The fashion industry consumes 215 trillion litres of water annually, the second-most of any sector, and emits 3.3 billion metric tons of greenhouse gases. Kadi is part of a wave of designers who are pushing the industry to adopt greener practices and build back better after the pandemic. He spoke to the UNEP about how he is incorporating sustainability into his collections.
UNEP: What do your clothes try and express?
Rami Kadi: I consider myself a contemporary couturier, passionate about modern tailoring. Rami Kadi Maison de Couture stands out for its nouvelle couture, as I include technology, like recycling, and other innovations in my pieces, offering a kaleidoscopic explosion of colors and sparkles (along with) high finish.
UNEP: Why did you feel the need to highlight sustainability in your latest collection?
RK: It is about time that brands create fashion while considering humanity and the environment. We need to start saving our natural resources, as 97 per cent of what goes into making clothes is new resources, leaving only 3 per cent as recycled materials. We need to start thinking sustainably about waste management. Another reason was saving animal lives; we need to stop killing for fashion.

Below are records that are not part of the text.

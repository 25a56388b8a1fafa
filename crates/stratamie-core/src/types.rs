//! Core types shared across the stratamie engine.
//!
//! This module defines the data model of a computation: layers and layer
//! stacks in applied units, their dimensionless size-parameter form, the Mie
//! coefficients, and the result containers built from them.

use ndarray::Array2;
use num_complex::Complex64;
use serde::{Deserialize, Serialize};

use crate::error::{MieError, MieResult};

/// A single concentric shell of the particle.
#[derive(Debug, Clone, Copy, PartialEq, Serialize, Deserialize)]
pub struct Layer {
    /// Radial thickness of the shell (applied units, e.g. nm).
    pub width: f64,
    /// Complex refractive index relative to the host medium.
    /// Ignored when `pec` is set.
    pub index: Complex64,
    /// Perfect electric conductor sentinel. Only valid for the innermost layer.
    #[serde(default)]
    pub pec: bool,
}

impl Layer {
    /// A dielectric (or absorbing) shell.
    pub fn new(width: f64, index: Complex64) -> Self {
        Self {
            width,
            index,
            pec: false,
        }
    }

    /// A perfectly conducting core of the given radius.
    pub fn pec(width: f64) -> Self {
        Self {
            width,
            index: Complex64::new(1.0, 0.0),
            pec: true,
        }
    }
}

/// Ordered sequence of layers, innermost first.
///
/// Construction validates the stack: at least one layer, strictly positive
/// finite widths, finite indices, and at most one PEC layer which must be the
/// innermost.
#[derive(Debug, Clone, PartialEq, Serialize, Deserialize)]
pub struct LayerStack {
    layers: Vec<Layer>,
}

impl LayerStack {
    pub fn new(layers: Vec<Layer>) -> MieResult<Self> {
        if layers.is_empty() {
            return Err(MieError::domain("layer stack is empty"));
        }
        for (i, layer) in layers.iter().enumerate() {
            if !layer.width.is_finite() || layer.width <= 0.0 {
                return Err(MieError::domain(format!(
                    "layer {i} has width {}; widths must be positive and finite",
                    layer.width
                )));
            }
            if !layer.pec && !(layer.index.re.is_finite() && layer.index.im.is_finite()) {
                return Err(MieError::domain(format!(
                    "layer {i} has a non-finite refractive index"
                )));
            }
            if layer.pec && i != 0 {
                return Err(MieError::domain(format!(
                    "layer {i} is flagged PEC; only the innermost layer may be a perfect conductor"
                )));
            }
        }
        Ok(Self { layers })
    }

    /// Build a stack from independently supplied width and index lists.
    pub fn from_parts(widths: &[f64], indices: &[Complex64], pec_core: bool) -> MieResult<Self> {
        if widths.len() != indices.len() {
            return Err(MieError::domain(format!(
                "{} widths supplied for {} refractive indices",
                widths.len(),
                indices.len()
            )));
        }
        let layers = widths
            .iter()
            .zip(indices)
            .enumerate()
            .map(|(i, (&w, &m))| {
                if i == 0 && pec_core {
                    Layer::pec(w)
                } else {
                    Layer::new(w, m)
                }
            })
            .collect();
        Self::new(layers)
    }

    pub fn layers(&self) -> &[Layer] {
        &self.layers
    }

    pub fn len(&self) -> usize {
        self.layers.len()
    }

    pub fn is_empty(&self) -> bool {
        self.layers.is_empty()
    }

    pub fn has_pec_core(&self) -> bool {
        self.layers[0].pec
    }

    /// Cumulative outer radius of each layer.
    pub fn radii(&self) -> Vec<f64> {
        self.layers
            .iter()
            .scan(0.0, |r, layer| {
                *r += layer.width;
                Some(*r)
            })
            .collect()
    }

    pub fn total_radius(&self) -> f64 {
        self.layers.iter().map(|l| l.width).sum()
    }

    pub fn indices(&self) -> Vec<Complex64> {
        self.layers.iter().map(|l| l.index).collect()
    }
}

/// Dimensionless description of the particle consumed by the recursion.
///
/// `sizes[i]` is the size parameter `2π rᵢ / λ` of the outer boundary of
/// layer `i`; `indices[i]` is that layer's relative refractive index.
#[derive(Debug, Clone, PartialEq, Serialize, Deserialize)]
pub struct SizeParameterSet {
    sizes: Vec<f64>,
    indices: Vec<Complex64>,
    pec_core: bool,
}

impl SizeParameterSet {
    pub fn new(sizes: Vec<f64>, indices: Vec<Complex64>, pec_core: bool) -> MieResult<Self> {
        if sizes.is_empty() {
            return Err(MieError::domain("no layers supplied"));
        }
        if sizes.len() != indices.len() {
            return Err(MieError::domain(format!(
                "{} size parameters supplied for {} refractive indices",
                sizes.len(),
                indices.len()
            )));
        }
        let mut previous = 0.0;
        for (i, &x) in sizes.iter().enumerate() {
            if !x.is_finite() || x <= previous {
                return Err(MieError::domain(format!(
                    "size parameter {x} at layer {i} is not strictly increasing from {previous}"
                )));
            }
            previous = x;
        }
        for (i, m) in indices.iter().enumerate() {
            if !(m.re.is_finite() && m.im.is_finite()) {
                return Err(MieError::domain(format!(
                    "layer {i} has a non-finite refractive index"
                )));
            }
            if m.norm() == 0.0 && !(pec_core && i == 0) {
                return Err(MieError::domain(format!(
                    "layer {i} has a zero refractive index"
                )));
            }
        }
        Ok(Self {
            sizes,
            indices,
            pec_core,
        })
    }

    pub fn sizes(&self) -> &[f64] {
        &self.sizes
    }

    pub fn indices(&self) -> &[Complex64] {
        &self.indices
    }

    pub fn pec_core(&self) -> bool {
        self.pec_core
    }

    pub fn len(&self) -> usize {
        self.sizes.len()
    }

    pub fn is_empty(&self) -> bool {
        self.sizes.is_empty()
    }

    /// Size parameter of the outermost boundary.
    pub fn outer(&self) -> f64 {
        self.sizes[self.sizes.len() - 1]
    }
}

/// External-field expansion coefficients, indexed by order `n = 1..=nmax`
/// (stored at `n - 1`).
#[derive(Debug, Clone, PartialEq, Serialize, Deserialize)]
pub struct MieCoefficients {
    /// Electric multipole coefficients $a_n$.
    pub an: Vec<Complex64>,
    /// Magnetic multipole coefficients $b_n$.
    pub bn: Vec<Complex64>,
}

impl MieCoefficients {
    /// Number of multipole orders.
    pub fn nmax(&self) -> usize {
        self.an.len()
    }
}

/// Efficiency factors (cross-sections normalised by $\pi R^2$).
#[derive(Debug, Clone, PartialEq, Serialize, Deserialize)]
pub struct Efficiencies {
    pub qext: f64,
    pub qsca: f64,
    pub qabs: f64,
    /// Backscattering efficiency.
    pub qbk: f64,
    /// Radiation-pressure efficiency.
    pub qpr: f64,
    /// Extinction contribution of each multipole order.
    pub qext_channel: Vec<f64>,
    /// Scattering contribution of each multipole order.
    pub qsca_channel: Vec<f64>,
    /// Absorption contribution of each multipole order.
    pub qabs_channel: Vec<f64>,
}

/// Scattering amplitude functions sampled at a set of angles.
#[derive(Debug, Clone, PartialEq, Serialize, Deserialize)]
pub struct ScatteringAmplitudes {
    /// Scattering angles (radians).
    pub angles: Vec<f64>,
    pub s1: Vec<Complex64>,
    pub s2: Vec<Complex64>,
}

/// Angular intensity patterns for the two principal planes and the
/// unpolarised average.
#[derive(Debug, Clone, PartialEq, Serialize, Deserialize)]
pub struct AngularPattern {
    /// Scattering angles (radians).
    pub angles: Vec<f64>,
    /// Incident E-field in the scattering plane: $|S_2|^2$.
    pub e_plane: Vec<f64>,
    /// Incident H-field in the scattering plane: $|S_1|^2$.
    pub h_plane: Vec<f64>,
    /// Unpolarised incidence: $(|S_1|^2 + |S_2|^2)/2$.
    pub unpolarized: Vec<f64>,
}

/// One sample of a spectral sweep.
#[derive(Debug, Clone, PartialEq, Serialize, Deserialize)]
pub struct SpectralPoint {
    /// Wavelength (applied units).
    pub wavelength: f64,
    /// Outer size parameter at this wavelength.
    pub size_parameter: f64,
    pub qext: f64,
    pub qsca: f64,
    pub qabs: f64,
    pub qbk: f64,
}

/// Electric and magnetic near fields at a set of observation points.
#[derive(Debug, Clone)]
pub struct FieldValues {
    /// Observation points in size-parameter units.
    pub points: Vec<[f64; 3]>,
    /// Cartesian electric field, shape (N, 3), normalised to the incident amplitude.
    pub e: Array2<Complex64>,
    /// Cartesian magnetic field, shape (N, 3), in units of $E_0 / Z_0$.
    pub h: Array2<Complex64>,
}

impl FieldValues {
    /// $|\mathbf{E}|^2$ at each point.
    pub fn e_intensity(&self) -> Vec<f64> {
        self.e
            .rows()
            .into_iter()
            .map(|row| row.iter().map(|c| c.norm_sqr()).sum())
            .collect()
    }
}

/// Defines a 2D observation plane for near-field maps.
#[derive(Debug, Clone, Serialize, Deserialize)]
pub struct NearFieldPlane {
    /// Centre of the plane.
    pub centre: [f64; 3],
    /// Normal vector to the plane.
    pub normal: [f64; 3],
    /// Half-width of the plane.
    pub half_width: f64,
    /// Half-height of the plane.
    pub half_height: f64,
    /// Number of grid points along the width.
    pub nx: usize,
    /// Number of grid points along the height.
    pub ny: usize,
}

/// Near-field intensity sampled on a plane.
#[derive(Debug, Clone, Serialize, Deserialize)]
pub struct NearFieldMap {
    /// Grid positions, row-major in (iy, ix).
    pub positions: Vec<[f64; 3]>,
    /// |E|^2 values at each grid point.
    pub field_intensity: Vec<f64>,
    /// Number of points along the plane's first axis.
    pub nx: usize,
    /// Number of points along the plane's second axis.
    pub ny: usize,
    /// Spatial extent: [x_min, x_max, y_min, y_max].
    pub extent: [f64; 4],
}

Why not use cruelty-free alternatives? Sustainable fashion is healthier for people and the planet, and it teaches us how to love our textiles and clothes again.
UNEP: In your spring-summer collection, you made one piece from recycled plastic. Can you tell us about that?
RK: (Our collection) features the first dress made entirely from recycled plastic– 100 per cent PET. We used plastic from the sea, melted it and transformed it into thread. The thread was then woven into the fabric for the dress. All in all, it took more than 600 hours of handcrafting to make one dress.
UNEP: How do you hope to see fashion evolving towards sustainability in the coming years?
RK: I believe that COVID-19 has pushed fashion into a better direction by ending overproduction and overconsumption. By reducing production we help change the mindset into one that focuses on longevity when it comes to clothes. I now involve recycled materials in my pieces, use old fabrics and have reduced production as well. I believe the future of sustainable fashion is promising.
UNEP: How does it feel to be named the Goodwill Ambassador for Sustainable Fashion in West Asia?
RK: I am excited to be part of such a change and I am looking forward to working with the UN Environment Programme in the region. Sustainability has been something that I have been trying to incorporate into my collections and has become a topic that is very dear to me. Responsible production will become a reoccurring theme throughout my collections, and I cannot wait to join forces with the UN Environment Programme to achieve our goal. I truly believe that together, we can help shape the future of the industry and promote better and more responsible behavior.